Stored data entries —
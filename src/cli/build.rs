use std::path::{Path, PathBuf};

use anyhow::Context;
use clap::Parser;
use drawreg::{
    Config,
    storage::{Compiler, Typesetter, typeset},
};
use tracing::instrument;

use super::{generate::Generate, terminal::Colorize};

#[derive(Debug, Clone, Parser)]
#[command(about = "Render the lists, then compile the report sources into PDFs")]
pub struct Build {
    #[command(flatten)]
    generate: Generate,

    /// Folder for the compiled PDFs [default: <DOCUMENTS_DIR>]
    #[arg(long, value_name = "DIR")]
    result_dir: Option<PathBuf>,

    /// Folder for auxiliary compiler files
    #[arg(long, value_name = "DIR", default_value = "build")]
    build_dir: PathBuf,

    /// Report sources to compile, overriding the configuration
    #[arg(long = "tex", value_name = "FILE")]
    sources: Vec<PathBuf>,
}

impl Build {
    #[instrument(level = "debug", skip(self, config))]
    pub fn run(self, mut config: Config) -> anyhow::Result<()> {
        let compiler = Compiler::new(config.compiler.clone(), config.runs);
        self.run_with(&mut config, &compiler)
    }

    fn run_with(&self, config: &mut Config, typesetter: &impl Typesetter) -> anyhow::Result<()> {
        self.generate.render(config)?;

        let sources = if self.sources.is_empty() {
            &config.reports
        } else {
            &self.sources
        };
        if sources.is_empty() {
            tracing::warn!("No report sources configured, nothing to compile");
            return Ok(());
        }

        let result_dir = self.result_dir();
        let outputs = typeset::build(typesetter, sources, result_dir, &self.build_dir)
            .context("Failed to build reports")?;

        for pdf in outputs.iter().filter_map(|output| output.pdf.as_ref()) {
            println!("{} {}", "Built".success(), pdf.display());
        }
        println!("Build completed successfully");
        Ok(())
    }

    fn result_dir(&self) -> &Path {
        self.result_dir
            .as_deref()
            .unwrap_or_else(|| self.generate.documents_dir())
    }
}

#[cfg(test)]
mod tests {
    use std::fs;

    use drawreg::storage::TypesetError;
    use tempfile::TempDir;

    use super::*;

    struct FakeCompiler;

    impl Typesetter for FakeCompiler {
        fn compile(&self, source: &Path) -> Result<(), TypesetError> {
            fs::write(source.with_extension("pdf"), "").unwrap();
            fs::write(source.with_extension("log"), "").unwrap();
            Ok(())
        }
    }

    struct FailingCompiler;

    impl Typesetter for FailingCompiler {
        fn compile(&self, source: &Path) -> Result<(), TypesetError> {
            Err(TypesetError::Failed {
                file: source.to_path_buf(),
                status: "exit status: 1".to_string(),
            })
        }
    }

    fn arg(path: &Path) -> String {
        path.to_str().unwrap().to_string()
    }

    fn setup(tmp: &TempDir) -> (PathBuf, PathBuf) {
        let docs = tmp.path().join("docs");
        let reports = tmp.path().join("reports");
        fs::create_dir(&docs).unwrap();
        fs::create_dir(&reports).unwrap();
        fs::write(docs.join("AQ1-00-x-y-1102.pdf"), "").unwrap();
        let source = reports.join("report_for_client.tex");
        fs::write(&source, "").unwrap();
        (docs, source)
    }

    #[test]
    fn pdf_lands_next_to_documents_by_default() {
        let tmp = TempDir::new().unwrap();
        let (docs, source) = setup(&tmp);
        let output = tmp.path().join("output");
        let build_dir = tmp.path().join("build");

        let command = Build::try_parse_from([
            "build",
            "--documents-dir",
            arg(&docs).as_str(),
            "--output-dir",
            arg(&output).as_str(),
            "--build-dir",
            arg(&build_dir).as_str(),
            "--tex",
            arg(&source).as_str(),
        ])
        .unwrap();
        command
            .run_with(&mut Config::default(), &FakeCompiler)
            .unwrap();

        assert!(output.join("document_list_for_client.tex").exists());
        assert!(docs.join("report_for_client.pdf").exists());
        assert!(build_dir.join("report_for_client.log").exists());
    }

    #[test]
    fn sources_come_from_config() {
        let tmp = TempDir::new().unwrap();
        let (docs, source) = setup(&tmp);
        let result = tmp.path().join("result");

        let command = Build::try_parse_from([
            "build",
            "--documents-dir",
            arg(&docs).as_str(),
            "--output-dir",
            arg(&tmp.path().join("output")).as_str(),
            "--result-dir",
            arg(&result).as_str(),
            "--build-dir",
            arg(&tmp.path().join("build")).as_str(),
        ])
        .unwrap();
        let mut config = Config::default();
        config.reports.push(source);
        command.run_with(&mut config, &FakeCompiler).unwrap();

        assert!(result.join("report_for_client.pdf").exists());
    }

    #[test]
    fn compiler_failure_is_an_error() {
        let tmp = TempDir::new().unwrap();
        let (docs, source) = setup(&tmp);

        let command = Build::try_parse_from([
            "build",
            "--documents-dir",
            arg(&docs).as_str(),
            "--output-dir",
            arg(&tmp.path().join("output")).as_str(),
            "--tex",
            arg(&source).as_str(),
        ])
        .unwrap();
        let error = command
            .run_with(&mut Config::default(), &FailingCompiler)
            .unwrap_err();
        assert!(format!("{error:#}").contains("report_for_client.tex"));
    }
}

What you need to do — Find the lines in the data that include "instrument", then copy each of them.

Completed exercise —
use tracing::instrument;
    #[instrument(level = "debug", skip(self, config))]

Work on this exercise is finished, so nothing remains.